3.7.7. Whole genome comparison
Comparison of multiple whole genome sequences was conducted by means of various programs. To align regions conserved in subsets of the genomes, the Mauve genome alignment package (version 2.3.1) was used. In particular, alignments were done by the progressiveMauve algorithm, which is able to align a large number of genomes with high accuracy, also taking care of regions differentially conserved among the analyzed organisms. For the generation of comparative genomic circular images, the BRIG (BLAST Ring Image Generator) software was chosen. Genome comparison based on the identification of orthologous genes, using bidirectional best hits (BBHs) as orthology criterion, was achieved by Edgar (Efficient Database framework for comparative Genome Analyses using BLAST score Ratios), allowing, among other features, classification of genes as core or pan genes. In particular, core genome development plots were calculated in Edgar according to the approach described in (Tettelin et al., 2005), while pan-genome statistics, based on a Heaps' law approach (Tettelin et al., 2008), were kindly provided by Dr. Jochen Blom (Justus-Liebig-University Giessen). Comparison analyses were also performed within the SEED environment, connected to the RAST server.

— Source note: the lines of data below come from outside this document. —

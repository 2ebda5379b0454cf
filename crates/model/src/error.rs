use thiserror::Error;

#[derive(Error, Debug)]
pub enum ModelError {
    #[error("JSON parsing error: {0}")]
    Json(#[from] serde_json::Error),

    #[error("I/O error: {0}")]
    Io(#[from] std::io::Error),
}
//! Resolution of URIs referenced inside rendered HTML fragments.
//!
//! The HTML→PDF converter asks a [`UriResolver`] for every non-absolute
//! resource reference (images, stylesheets) it encounters. Resolution
//! is best-effort: an unresolvable URI is returned unchanged and the
//! converter simply fails to embed that one resource.

mod locator;

pub use locator::ResourceLocator;

use std::fmt::Debug;

/// Maps a URI from rendered HTML to something the converter can read.
///
/// Implementations must be pure: resolving the same URI twice yields
/// the same result.
pub trait UriResolver: Send + Sync + Debug {
    /// Resolve `uri` to a local filesystem path, or return it
    /// unchanged (absolute URIs, unknown prefixes, missing files).
    fn resolve(&self, uri: &str) -> String;

    /// Human-readable name for logging.
    fn name(&self) -> &'static str;
}

/// A resolver that leaves every URI untouched. Useful in tests and for
/// fragments known to reference no local resources.
#[derive(Debug, Default, Clone)]
pub struct PassthroughResolver;

impl UriResolver for PassthroughResolver {
    fn resolve(&self, uri: &str) -> String {
        uri.to_string()
    }

    fn name(&self) -> &'static str {
        "PassthroughResolver"
    }
}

3.7.8. Functional annotation and comparative functionome analysis
Genes were functionally classified using KAAS (KEGG Automatic Annotation Server) by BLAST best-hit comparisons against KEGG Genes, a database created from public resources. The KAAS results contain KO (KEGG Orthology) assignments, which consist of manually defined ortholog groups for all proteins and functional RNAs, allowing automatic generation of KEGG Pathways and KEGG Modules (Moriya et al., 2007). Comparison among comprehensive functional categories (functionomes) could be obtained by MAPLE (Metabolic And Physiological potentiaL Evaluator), which calculates the completion ratio of all KEGG functional modules in each organisms based on KEGG Module (Takami et al., 2012). KEGG Module is a collection of pathway modules, which are manually defined functional units (such as consecutive reaction steps or operons); structural complex modules, which comprise multiple molecules (such as the subunits of transporters); functional essential sets; and signature modules. The query sequences are assigned to KO identifiers, whose combinations define each module, allowing functional annotation.
3.7.9. Phylogenetic analyses
Construction of the phylogenetic tree for analysis of the Y. enterocolitica species was performed using the protein sequences of all the core genes (calculated by the Edgar software, section 3.7.8) of a selection of genomes. Orthologous CDSs found in all genomes were concatenated and aligned using the multiple alignment tool MUSCLE. Uninformative characters not matching the alignment were removed by Gblocks. A distance matrix was then calculated from this alignment and finally a phylogenetic tree was constructed under the Neighbor-Joining method.
The two latter methods were used in the Phylip implementations. A majority rule-consensus tree of 100 bootstrap replicates was also computed to evaluate node support.
A SNP-based phylogenetic tree was reconstructed using the filtered variants vcf file from section 3.7.5 as input and the sequence from YE strain Y11 as reference, removing insertions and deletions. For each strain, a nucleotide sequence containing the concatenated base calls at each SNP location was obtained. After performing a multiple alignment by MUSCLE, a DNA-based phylogeny was calculated using the Neighbor-Joining method with Phylip.